DATA SHOWN.
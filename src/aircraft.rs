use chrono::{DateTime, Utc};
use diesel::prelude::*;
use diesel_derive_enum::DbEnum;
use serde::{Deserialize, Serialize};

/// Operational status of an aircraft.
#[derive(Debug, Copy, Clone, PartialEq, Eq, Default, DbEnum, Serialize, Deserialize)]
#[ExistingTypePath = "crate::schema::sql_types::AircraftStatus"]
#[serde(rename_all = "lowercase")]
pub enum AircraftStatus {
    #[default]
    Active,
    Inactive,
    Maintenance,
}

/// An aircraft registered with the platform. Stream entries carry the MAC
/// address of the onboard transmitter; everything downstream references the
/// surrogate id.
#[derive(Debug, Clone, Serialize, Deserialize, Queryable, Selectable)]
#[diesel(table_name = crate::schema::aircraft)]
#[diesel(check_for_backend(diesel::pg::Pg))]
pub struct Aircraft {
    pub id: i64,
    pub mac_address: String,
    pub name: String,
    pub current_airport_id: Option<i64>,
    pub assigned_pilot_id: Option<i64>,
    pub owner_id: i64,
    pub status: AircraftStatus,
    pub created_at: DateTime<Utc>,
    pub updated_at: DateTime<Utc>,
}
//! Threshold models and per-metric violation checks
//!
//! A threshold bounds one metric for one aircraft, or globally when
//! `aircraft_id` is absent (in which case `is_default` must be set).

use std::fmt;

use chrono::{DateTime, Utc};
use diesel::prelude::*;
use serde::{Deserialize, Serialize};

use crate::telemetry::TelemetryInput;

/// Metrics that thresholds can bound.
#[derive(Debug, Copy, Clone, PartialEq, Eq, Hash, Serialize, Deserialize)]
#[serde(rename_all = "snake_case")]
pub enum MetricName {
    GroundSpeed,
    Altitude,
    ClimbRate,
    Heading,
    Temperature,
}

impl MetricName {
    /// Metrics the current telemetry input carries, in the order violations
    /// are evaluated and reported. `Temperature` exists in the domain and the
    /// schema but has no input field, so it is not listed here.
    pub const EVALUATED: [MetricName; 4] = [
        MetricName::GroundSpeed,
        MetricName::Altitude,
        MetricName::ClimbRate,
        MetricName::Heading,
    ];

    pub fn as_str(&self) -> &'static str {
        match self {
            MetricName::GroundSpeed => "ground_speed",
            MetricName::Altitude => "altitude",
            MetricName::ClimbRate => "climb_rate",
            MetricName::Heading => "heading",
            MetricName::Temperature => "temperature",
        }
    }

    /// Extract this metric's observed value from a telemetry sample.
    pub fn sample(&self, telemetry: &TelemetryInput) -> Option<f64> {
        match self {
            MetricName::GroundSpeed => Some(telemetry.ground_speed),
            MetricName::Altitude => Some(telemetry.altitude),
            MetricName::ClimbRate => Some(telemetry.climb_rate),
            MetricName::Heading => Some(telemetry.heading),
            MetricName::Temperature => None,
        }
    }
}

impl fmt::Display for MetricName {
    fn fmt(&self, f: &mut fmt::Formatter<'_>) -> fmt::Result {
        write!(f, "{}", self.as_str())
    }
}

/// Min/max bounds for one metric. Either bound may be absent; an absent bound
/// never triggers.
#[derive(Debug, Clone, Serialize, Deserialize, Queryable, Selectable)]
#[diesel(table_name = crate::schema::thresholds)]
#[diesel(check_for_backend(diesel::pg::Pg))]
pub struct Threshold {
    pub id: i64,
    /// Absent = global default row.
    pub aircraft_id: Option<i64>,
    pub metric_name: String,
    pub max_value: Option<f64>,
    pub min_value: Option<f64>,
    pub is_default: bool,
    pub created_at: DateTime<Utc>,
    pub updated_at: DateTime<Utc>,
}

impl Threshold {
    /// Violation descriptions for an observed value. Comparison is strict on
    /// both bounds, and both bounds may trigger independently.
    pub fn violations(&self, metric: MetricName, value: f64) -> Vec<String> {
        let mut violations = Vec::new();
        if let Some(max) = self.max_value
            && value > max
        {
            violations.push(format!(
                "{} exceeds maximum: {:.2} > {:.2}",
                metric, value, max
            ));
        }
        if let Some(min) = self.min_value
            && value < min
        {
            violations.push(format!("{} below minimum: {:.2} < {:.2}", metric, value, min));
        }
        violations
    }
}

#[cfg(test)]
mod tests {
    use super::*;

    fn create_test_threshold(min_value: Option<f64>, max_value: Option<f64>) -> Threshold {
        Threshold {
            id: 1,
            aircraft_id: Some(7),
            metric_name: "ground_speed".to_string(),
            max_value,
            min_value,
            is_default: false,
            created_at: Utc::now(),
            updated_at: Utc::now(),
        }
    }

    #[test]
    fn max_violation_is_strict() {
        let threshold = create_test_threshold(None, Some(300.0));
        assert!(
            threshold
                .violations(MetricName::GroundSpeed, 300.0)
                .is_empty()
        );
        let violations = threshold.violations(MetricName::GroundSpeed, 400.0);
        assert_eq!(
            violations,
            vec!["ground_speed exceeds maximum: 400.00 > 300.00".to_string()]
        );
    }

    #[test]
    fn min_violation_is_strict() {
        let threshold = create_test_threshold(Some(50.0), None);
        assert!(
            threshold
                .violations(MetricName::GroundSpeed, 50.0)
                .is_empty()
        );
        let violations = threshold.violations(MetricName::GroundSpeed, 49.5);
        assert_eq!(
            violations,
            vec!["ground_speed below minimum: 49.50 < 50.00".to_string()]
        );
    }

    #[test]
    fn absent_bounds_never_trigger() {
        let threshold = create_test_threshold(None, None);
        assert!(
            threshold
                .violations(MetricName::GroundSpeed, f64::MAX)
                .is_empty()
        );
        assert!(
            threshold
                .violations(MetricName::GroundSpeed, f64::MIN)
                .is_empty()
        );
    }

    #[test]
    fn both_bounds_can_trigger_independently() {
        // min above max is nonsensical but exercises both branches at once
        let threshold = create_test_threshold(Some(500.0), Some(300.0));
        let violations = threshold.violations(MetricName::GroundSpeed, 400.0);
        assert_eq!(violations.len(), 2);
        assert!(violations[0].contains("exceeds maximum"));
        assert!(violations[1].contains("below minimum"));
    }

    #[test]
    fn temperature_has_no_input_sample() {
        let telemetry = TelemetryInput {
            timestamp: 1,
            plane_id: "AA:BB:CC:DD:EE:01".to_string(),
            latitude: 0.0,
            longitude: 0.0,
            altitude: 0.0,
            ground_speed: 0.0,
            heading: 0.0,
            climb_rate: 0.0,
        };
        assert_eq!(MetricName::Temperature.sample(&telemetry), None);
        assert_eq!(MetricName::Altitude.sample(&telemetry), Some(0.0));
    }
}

DIRECTIONS. There is a line with "use crate::telemetry::TelemetryInput;" and a line with "a telemetry sample." above. Copy exactly those two lines and all lines between them, with nothing else.

RESULT OF THE TASK.
use crate::telemetry::TelemetryInput;

/// Metrics that thresholds can bound.
#[derive(Debug, Copy, Clone, PartialEq, Eq, Hash, Serialize, Deserialize)]
#[serde(rename_all = "snake_case")]
pub enum MetricName {
    GroundSpeed,
    Altitude,
    ClimbRate,
    Heading,
    Temperature,
}

impl MetricName {
    /// Metrics the current telemetry input carries, in the order violations
    /// are evaluated and reported. `Temperature` exists in the domain and the
    /// schema but has no input field, so it is not listed here.
    pub const EVALUATED: [MetricName; 4] = [
        MetricName::GroundSpeed,
        MetricName::Altitude,
        MetricName::ClimbRate,
        MetricName::Heading,
    ];

    pub fn as_str(&self) -> &'static str {
        match self {
            MetricName::GroundSpeed => "ground_speed",
            MetricName::Altitude => "altitude",
            MetricName::ClimbRate => "climb_rate",
            MetricName::Heading => "heading",
            MetricName::Temperature => "temperature",
        }
    }

    /// Extract this metric's observed value from a telemetry sample.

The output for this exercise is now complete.